Brace yourself for a shock, dear reader — a big shock. At the website Baptist Press, the Southern Baptist Convention’s news service, we spotted this headline: Evolutionary scientist admits theory’s major flaws.
Egad — this looks serious! Here are some excerpts, with bold font added by us for emphasis:
Gerd Müller, a highly regarded Austrian evolutionary theorist, recently gave a presentation, published in Interface Focus, in which he admitted Charlies Darwin’s theory largely avoids explaining how life originated and how complexity developed.
Gasp — that’s stunning news! Wikipedia has a write-up on Gerd B. Müller. He’s no bible college science teacher; he seems to be real. The Baptist Press says:
Müller did not espouse any creationist or design beliefs, but his presentation demonstrated that even the staunchest advocates of evolution are forced to admit the theory has many holes. The presentation was devastating “for anyone who wants to think that, on the great questions of biological origins, orthodox evolutionary theory has got it all figured out,” Discovery Institute experts wrote on their organization’s blog.
[*Begin Drool Mode*] Ooooooooooooh! [*End Drool Mode*] The Discoveroids say Müller’s admission is “devastating.” The Baptist Press tells us:
Müller’s admission offers a particularly damning critique since answers to questions about how things originated and how complexity developed form the basis for all origin theories. He also referred to the concept of macroevolution, the idea that one species can evolve into a totally different species, as “vague” and advised proponents of an expanded framework of evolution to avoid the term altogether.
We had to verify Müller’s remarks. We’re told that his presentation was reported in Interface Focus. That’s a publication of the Royal Society. At their website we found Why an extended evolutionary synthesis is necessary, dated 18 August 2017. You can read it online without a subscription. According to the abstract, Müller recommends a “renewed and extended theoretical synthesis” of evolutionary biology to replace the modern synthesis (MS) of the 1940s because:
Whereas the MS theory and its various amendments concentrate on genetic and adaptive variation in populations, the extended framework emphasizes the role of constructive processes, ecological interactions and systems dynamics in the evolution of organismal complexity as well as its social and cultural conditions. Single-level and unilinear causation is replaced by multilevel and reciprocal causation. Among other consequences, the extended framework overcomes many of the limitations of traditional gene-centric explanation and entails a revised understanding of the role of natural selection in the evolutionary process. All these features stimulate research into new areas of evolutionary biology.
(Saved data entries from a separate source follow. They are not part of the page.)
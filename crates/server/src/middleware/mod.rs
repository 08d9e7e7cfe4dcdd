// Request guards for the network transport

pub mod auth;
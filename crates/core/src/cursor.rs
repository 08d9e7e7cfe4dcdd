// Opaque pagination cursors

use base64::engine::general_purpose::URL_SAFE_NO_PAD;
use base64::Engine;
use serde::{Deserialize, Serialize};
use serde_json::{Map, Value};
use sha2::{Digest, Sha256};
use std::collections::BTreeMap;

/// Decoded pagination state
#[derive(Debug, Clone, PartialEq, Eq, Serialize, Deserialize)]
pub struct CursorState {
    #[serde(rename = "o")]
    pub offset: u64,
    #[serde(rename = "f")]
    pub filter_fingerprint: String,
}

#[derive(Debug, Clone, Copy, PartialEq, Eq, thiserror::Error)]
pub enum CursorError {
    #[error("Malformed cursor")]
    Malformed,

    #[error("Cursor does not belong to this query")]
    StaleOrForeign,
}

pub fn encode(offset: u64, filter_fingerprint: &str) -> String {
    let state = CursorState {
        offset,
        filter_fingerprint: filter_fingerprint.to_string(),
    };
    // Serializing a struct of a u64 and a String cannot fail
    let raw = serde_json::to_vec(&state).unwrap_or_default();
    URL_SAFE_NO_PAD.encode(raw)
}

pub fn decode(token: &str) -> Result<CursorState, CursorError> {
    let raw = URL_SAFE_NO_PAD
        .decode(token.trim())
        .map_err(|_| CursorError::Malformed)?;
    serde_json::from_slice(&raw).map_err(|_| CursorError::Malformed)
}

/// Resolve the starting state for a query.
///
/// No cursor means the first page. A cursor minted for a different query
/// is rejected rather than silently restarted.
pub fn decode_or_start(token: Option<&str>, current_fingerprint: &str) -> Result<CursorState, CursorError> {
    let Some(token) = token else {
        return Ok(CursorState {
            offset: 0,
            filter_fingerprint: current_fingerprint.to_string(),
        });
    };

    let state = decode(token)?;
    if state.filter_fingerprint != current_fingerprint {
        return Err(CursorError::StaleOrForeign);
    }
    Ok(state)
}

/// Fingerprint of the arguments that define a query.
///
/// Keys are sorted before hashing so argument order does not matter.
pub fn fingerprint(filter_arguments: &Map<String, Value>) -> String {
    let sorted: BTreeMap<&String, &Value> = filter_arguments.iter().collect();
    let canonical = serde_json::to_string(&sorted).unwrap_or_default();
    let digest = Sha256::digest(canonical.as_bytes());
    hex::encode(&digest[..8])
}

#[cfg(test)]
mod tests {
    use super::*;
    use proptest::prelude::*;
    use serde_json::json;

    #[test]
    fn test_round_trip() {
        let token = encode(20, "abc123");
        let state = decode(&token).unwrap();
        assert_eq!(state.offset, 20);
        assert_eq!(state.filter_fingerprint, "abc123");
    }

    #[test]
    fn test_token_is_not_plaintext() {
        let token = encode(42, "fp");
        assert!(!token.contains("42"));
        assert!(!token.contains('='));
    }

    #[test]
    fn test_malformed() {
        assert_eq!(decode("not base64 !!"), Err(CursorError::Malformed));
        let not_json = URL_SAFE_NO_PAD.encode(b"hello");
        assert_eq!(decode(&not_json), Err(CursorError::Malformed));
        let wrong_shape = URL_SAFE_NO_PAD.encode(br#"{"o":-1,"f":"x"}"#);
        assert_eq!(decode(&wrong_shape), Err(CursorError::Malformed));
    }

    #[test]
    fn test_absent_cursor_starts_at_zero() {
        let state = decode_or_start(None, "fp").unwrap();
        assert_eq!(state, CursorState { offset: 0, filter_fingerprint: "fp".into() });
        assert_eq!(decode_or_start(None, "fp").unwrap(), state);
    }

    #[test]
    fn test_foreign_cursor_rejected() {
        let token = encode(5, "query-a");
        assert_eq!(decode_or_start(Some(&token), "query-b"), Err(CursorError::StaleOrForeign));
        assert_eq!(decode_or_start(Some(&token), "query-a").unwrap().offset, 5);
    }

    #[test]
    fn test_fingerprint_ignores_key_order() {
        let a = json!({"query": "ai", "tag": "x"});
        let b = json!({"tag": "x", "query": "ai"});
        assert_eq!(
            fingerprint(a.as_object().unwrap()),
            fingerprint(b.as_object().unwrap())
        );

        let c = json!({"query": "ml"});
        assert_ne!(
            fingerprint(a.as_object().unwrap()),
            fingerprint(c.as_object().unwrap())
        );
        assert_eq!(fingerprint(c.as_object().unwrap()).len(), 16);
    }

    proptest! {
        #[test]
        fn test_round_trip_any_state(offset in any::<u64>(), fp in "\\PC*") {
            let state = decode(&encode(offset, &fp)).unwrap();
            prop_assert_eq!(state.offset, offset);
            prop_assert_eq!(state.filter_fingerprint, fp);
        }
    }
}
That doesn’t sound much like creationism to us. Müller says the extended evolutionary synthesis (EES):
takes account of the plurality of factors and causal relations in evolutionary processes. It continues to see variation, differential reproduction, heredity, natural selection, drift, etc., as necessary components of evolution, but it differs in how these factors are conceptualized. In addition, in the EES, development assumes a constructive role, natural selection is not the only way that variation in populations can be modified, causation does not run solely in one direction from the external environment to populations and, instead of a single inheritance mechanism, several modes of transmission exist between generations.
Müller refers to “the never ending micro-versus-macroevolution debate” and says:
The real issue is that genetic evolution alone has been found insufficient for an adequate causal explanation of all forms of phenotypic complexity, not only of something vaguely termed ‘macroevolution’. Hence, the micro–macro distinction only serves to obscure the important issues that emerge from the current challenges to the standard theory. It should not be used in discussion of the EES, which rarely makes any allusions to macroevolution, although it is sometimes forced to do so.
In his final paragraph, Müller says:
This is an exciting period in evolutionary biology. The principal Darwinian research tradition is upheld, but the specifics of evolutionary theory structure are undergoing ferment, including the revision of some of its traditional elements and the incorporation of new elements. Instead of privileging selected mechanisms such as random variation, genetic control and natural selection, the multitude of factors that dynamically interact in the evolutionary process will be better expounded by a pluralistic theory framework. [Emphasis supplied.]
We don’t see anything that even remotely refers to divine creation or intelligent design. Yet the Baptist Press implies otherwise. They say:
Many Christians reject the theory of macroevolution because the Bible teaches that God created everything according to its kind. Somewhat less controversial is the theory of microevolution, which refers to changes or adaptations within a species. For example, dog breeders can breed a dog that sheds less, but it’s still a dog. But they can’t breed a dog that can fly. Many evolutionists believe microevolutionary changes lead to macroevolution, but Müller admitted even evolutionary experts argue among themselves about whether microevolutionary adaptations actually produce macroevolution.
BWAHAHAHAHAHA! We’ll be charitable and avoid saying that the Baptist Press is deliberately giving us a gross distortion of Müller’s remarks, but their article is clearly the result of their misunderstanding, or perhaps wishful thinking, which isn’t uncommon when creationists discuss science.
So don’t be misled, dear reader. The latest reports about the collapse of evolution are, shall we say, somewhat exaggerated.